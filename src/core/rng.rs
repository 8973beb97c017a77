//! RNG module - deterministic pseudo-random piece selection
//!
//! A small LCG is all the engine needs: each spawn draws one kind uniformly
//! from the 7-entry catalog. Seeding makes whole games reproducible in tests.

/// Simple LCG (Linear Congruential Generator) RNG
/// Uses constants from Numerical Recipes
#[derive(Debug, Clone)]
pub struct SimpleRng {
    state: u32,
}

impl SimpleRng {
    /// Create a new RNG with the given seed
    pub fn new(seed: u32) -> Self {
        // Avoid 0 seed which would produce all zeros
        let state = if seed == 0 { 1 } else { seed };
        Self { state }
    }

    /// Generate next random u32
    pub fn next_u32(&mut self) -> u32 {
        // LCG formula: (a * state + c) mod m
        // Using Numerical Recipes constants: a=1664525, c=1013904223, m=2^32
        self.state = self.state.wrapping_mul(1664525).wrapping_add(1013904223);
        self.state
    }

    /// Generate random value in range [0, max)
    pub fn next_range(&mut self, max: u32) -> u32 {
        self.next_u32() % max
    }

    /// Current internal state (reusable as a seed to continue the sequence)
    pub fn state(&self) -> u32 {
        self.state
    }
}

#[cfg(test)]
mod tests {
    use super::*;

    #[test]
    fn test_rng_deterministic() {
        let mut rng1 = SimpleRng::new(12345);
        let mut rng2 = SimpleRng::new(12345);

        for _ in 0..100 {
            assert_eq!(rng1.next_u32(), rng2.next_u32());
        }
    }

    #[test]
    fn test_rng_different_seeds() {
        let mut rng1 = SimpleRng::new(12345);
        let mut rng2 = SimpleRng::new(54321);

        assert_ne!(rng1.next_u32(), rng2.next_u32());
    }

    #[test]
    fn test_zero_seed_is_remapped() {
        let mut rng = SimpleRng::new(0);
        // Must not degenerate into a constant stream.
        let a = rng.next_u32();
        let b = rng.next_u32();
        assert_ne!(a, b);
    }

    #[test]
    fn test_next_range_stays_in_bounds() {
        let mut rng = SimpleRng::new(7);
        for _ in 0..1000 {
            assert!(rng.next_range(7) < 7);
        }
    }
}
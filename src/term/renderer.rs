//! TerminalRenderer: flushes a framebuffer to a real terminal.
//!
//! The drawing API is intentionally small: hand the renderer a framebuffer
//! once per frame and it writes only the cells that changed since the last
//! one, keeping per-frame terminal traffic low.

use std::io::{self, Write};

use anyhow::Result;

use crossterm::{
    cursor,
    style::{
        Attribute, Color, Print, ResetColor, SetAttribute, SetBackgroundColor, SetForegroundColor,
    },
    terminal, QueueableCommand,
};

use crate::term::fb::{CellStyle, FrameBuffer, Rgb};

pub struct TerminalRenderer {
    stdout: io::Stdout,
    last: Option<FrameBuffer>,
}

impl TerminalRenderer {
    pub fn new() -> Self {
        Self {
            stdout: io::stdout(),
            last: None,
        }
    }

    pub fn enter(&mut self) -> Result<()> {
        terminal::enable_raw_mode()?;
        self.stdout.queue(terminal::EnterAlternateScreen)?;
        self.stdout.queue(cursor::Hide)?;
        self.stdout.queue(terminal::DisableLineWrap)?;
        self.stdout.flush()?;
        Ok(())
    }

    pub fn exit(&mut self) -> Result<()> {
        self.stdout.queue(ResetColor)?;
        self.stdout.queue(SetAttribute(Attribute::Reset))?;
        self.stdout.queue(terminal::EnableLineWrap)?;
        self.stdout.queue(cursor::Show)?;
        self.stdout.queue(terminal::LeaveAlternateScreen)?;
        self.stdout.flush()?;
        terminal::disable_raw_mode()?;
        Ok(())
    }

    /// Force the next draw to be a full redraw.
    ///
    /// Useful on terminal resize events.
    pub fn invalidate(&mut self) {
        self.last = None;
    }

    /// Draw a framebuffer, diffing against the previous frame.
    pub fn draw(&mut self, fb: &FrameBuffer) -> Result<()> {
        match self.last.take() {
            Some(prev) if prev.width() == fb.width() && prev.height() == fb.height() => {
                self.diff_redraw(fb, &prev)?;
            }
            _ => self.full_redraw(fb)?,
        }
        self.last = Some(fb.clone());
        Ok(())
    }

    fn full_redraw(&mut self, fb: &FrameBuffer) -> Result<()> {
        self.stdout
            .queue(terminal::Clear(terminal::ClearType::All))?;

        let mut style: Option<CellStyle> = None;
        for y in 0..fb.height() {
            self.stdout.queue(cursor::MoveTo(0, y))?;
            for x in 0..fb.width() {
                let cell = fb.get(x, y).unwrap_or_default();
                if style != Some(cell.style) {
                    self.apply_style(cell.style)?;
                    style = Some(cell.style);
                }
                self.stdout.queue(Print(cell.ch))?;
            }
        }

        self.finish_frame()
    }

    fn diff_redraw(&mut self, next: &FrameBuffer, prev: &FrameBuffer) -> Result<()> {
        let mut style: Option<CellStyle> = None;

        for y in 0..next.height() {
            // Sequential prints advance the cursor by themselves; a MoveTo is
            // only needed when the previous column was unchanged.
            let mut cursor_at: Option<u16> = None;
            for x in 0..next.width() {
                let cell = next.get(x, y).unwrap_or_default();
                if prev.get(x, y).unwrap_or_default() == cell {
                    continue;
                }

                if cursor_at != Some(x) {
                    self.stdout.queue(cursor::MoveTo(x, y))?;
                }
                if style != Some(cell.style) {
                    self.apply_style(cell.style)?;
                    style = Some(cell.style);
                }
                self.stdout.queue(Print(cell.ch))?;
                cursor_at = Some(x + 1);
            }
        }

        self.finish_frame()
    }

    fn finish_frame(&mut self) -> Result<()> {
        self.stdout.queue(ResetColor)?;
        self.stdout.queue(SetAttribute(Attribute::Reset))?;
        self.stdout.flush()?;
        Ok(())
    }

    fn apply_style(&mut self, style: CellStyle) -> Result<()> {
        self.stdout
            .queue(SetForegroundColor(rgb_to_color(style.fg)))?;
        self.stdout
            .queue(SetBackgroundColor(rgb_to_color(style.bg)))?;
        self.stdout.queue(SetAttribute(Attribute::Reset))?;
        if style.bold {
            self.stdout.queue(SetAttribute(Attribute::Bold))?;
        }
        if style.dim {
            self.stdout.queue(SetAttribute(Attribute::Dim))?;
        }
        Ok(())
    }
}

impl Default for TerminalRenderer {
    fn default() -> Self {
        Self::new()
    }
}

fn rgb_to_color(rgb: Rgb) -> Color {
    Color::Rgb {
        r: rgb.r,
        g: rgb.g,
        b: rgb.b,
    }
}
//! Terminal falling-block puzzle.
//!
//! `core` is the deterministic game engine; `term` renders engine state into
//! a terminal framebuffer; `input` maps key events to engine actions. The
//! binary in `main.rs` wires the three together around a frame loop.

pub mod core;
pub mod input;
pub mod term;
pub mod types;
--
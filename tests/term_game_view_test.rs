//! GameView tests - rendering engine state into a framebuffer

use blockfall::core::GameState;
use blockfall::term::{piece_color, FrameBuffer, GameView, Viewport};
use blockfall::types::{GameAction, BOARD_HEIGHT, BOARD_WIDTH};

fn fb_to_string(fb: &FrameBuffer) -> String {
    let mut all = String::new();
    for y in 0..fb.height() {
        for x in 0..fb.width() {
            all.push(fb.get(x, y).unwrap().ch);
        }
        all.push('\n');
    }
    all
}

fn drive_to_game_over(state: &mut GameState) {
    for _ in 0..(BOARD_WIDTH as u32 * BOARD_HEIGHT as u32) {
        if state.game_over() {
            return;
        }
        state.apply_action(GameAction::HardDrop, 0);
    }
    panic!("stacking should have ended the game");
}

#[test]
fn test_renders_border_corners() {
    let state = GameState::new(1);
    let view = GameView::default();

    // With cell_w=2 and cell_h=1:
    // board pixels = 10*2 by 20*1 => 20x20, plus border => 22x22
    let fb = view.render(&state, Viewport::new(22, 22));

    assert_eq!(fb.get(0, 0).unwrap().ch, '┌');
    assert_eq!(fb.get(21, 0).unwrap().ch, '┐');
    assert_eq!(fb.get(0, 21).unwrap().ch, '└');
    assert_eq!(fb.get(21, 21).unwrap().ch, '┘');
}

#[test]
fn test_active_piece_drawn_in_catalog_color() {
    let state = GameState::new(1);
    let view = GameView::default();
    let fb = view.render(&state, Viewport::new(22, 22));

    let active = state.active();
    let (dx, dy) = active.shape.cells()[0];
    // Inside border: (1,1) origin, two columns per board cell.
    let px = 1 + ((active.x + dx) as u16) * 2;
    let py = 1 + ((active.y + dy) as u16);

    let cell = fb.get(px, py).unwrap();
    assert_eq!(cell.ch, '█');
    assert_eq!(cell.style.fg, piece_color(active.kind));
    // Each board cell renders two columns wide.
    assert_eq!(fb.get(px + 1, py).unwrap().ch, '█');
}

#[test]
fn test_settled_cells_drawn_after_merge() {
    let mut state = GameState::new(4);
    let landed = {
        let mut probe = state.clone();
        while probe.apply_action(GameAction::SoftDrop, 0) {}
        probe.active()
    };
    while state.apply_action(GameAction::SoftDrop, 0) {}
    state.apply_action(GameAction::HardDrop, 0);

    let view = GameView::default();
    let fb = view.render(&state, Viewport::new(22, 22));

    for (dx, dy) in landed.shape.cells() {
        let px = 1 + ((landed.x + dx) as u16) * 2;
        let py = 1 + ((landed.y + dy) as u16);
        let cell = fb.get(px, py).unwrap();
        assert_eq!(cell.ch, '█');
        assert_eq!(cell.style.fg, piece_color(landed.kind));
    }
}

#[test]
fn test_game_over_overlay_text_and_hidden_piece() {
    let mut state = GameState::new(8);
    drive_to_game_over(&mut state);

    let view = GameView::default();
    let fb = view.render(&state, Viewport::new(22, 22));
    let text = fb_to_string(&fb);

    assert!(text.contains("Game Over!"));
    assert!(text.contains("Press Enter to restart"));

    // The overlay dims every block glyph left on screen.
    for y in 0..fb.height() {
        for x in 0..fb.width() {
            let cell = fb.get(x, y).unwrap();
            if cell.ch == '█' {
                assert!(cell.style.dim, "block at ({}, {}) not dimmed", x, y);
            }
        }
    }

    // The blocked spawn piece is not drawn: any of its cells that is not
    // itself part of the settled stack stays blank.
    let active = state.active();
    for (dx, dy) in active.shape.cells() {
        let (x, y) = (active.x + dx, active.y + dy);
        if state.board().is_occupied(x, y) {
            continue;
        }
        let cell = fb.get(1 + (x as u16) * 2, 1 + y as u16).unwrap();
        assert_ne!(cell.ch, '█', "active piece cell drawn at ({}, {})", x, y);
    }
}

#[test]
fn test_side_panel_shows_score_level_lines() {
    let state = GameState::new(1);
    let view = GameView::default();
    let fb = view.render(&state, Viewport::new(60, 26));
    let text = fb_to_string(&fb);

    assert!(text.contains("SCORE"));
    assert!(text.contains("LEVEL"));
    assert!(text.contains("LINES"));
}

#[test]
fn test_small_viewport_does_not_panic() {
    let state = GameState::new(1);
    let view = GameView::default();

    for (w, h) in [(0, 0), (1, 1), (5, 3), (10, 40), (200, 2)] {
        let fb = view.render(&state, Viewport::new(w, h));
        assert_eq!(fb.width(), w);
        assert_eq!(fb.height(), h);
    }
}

REQUIREMENT - Out of the entries above, write out only the lines between the line holding "filename src/core/rng.rs" and the line holding "a=1664525, c=1013904223, m=2^32", inclusive, each exactly as given.

ANSWER TO THIS TASK -
filename src/core/rng.rs
repository 8973beb97c017a77
//! RNG module - deterministic pseudo-random piece selection
//!
//! A small LCG is all the engine needs: each spawn draws one kind uniformly
//! from the 7-entry catalog. Seeding makes whole games reproducible in tests.

/// Simple LCG (Linear Congruential Generator) RNG
/// Uses constants from Numerical Recipes
#[derive(Debug, Clone)]
pub struct SimpleRng {
    state: u32,
}

impl SimpleRng {
    /// Create a new RNG with the given seed
    pub fn new(seed: u32) -> Self {
        // Avoid 0 seed which would produce all zeros
        let state = if seed == 0 { 1 } else { seed };
        Self { state }
    }

    /// Generate next random u32
    pub fn next_u32(&mut self) -> u32 {
        // LCG formula: (a * state + c) mod m
        // Using Numerical Recipes constants: a=1664525, c=1013904223, m=2^32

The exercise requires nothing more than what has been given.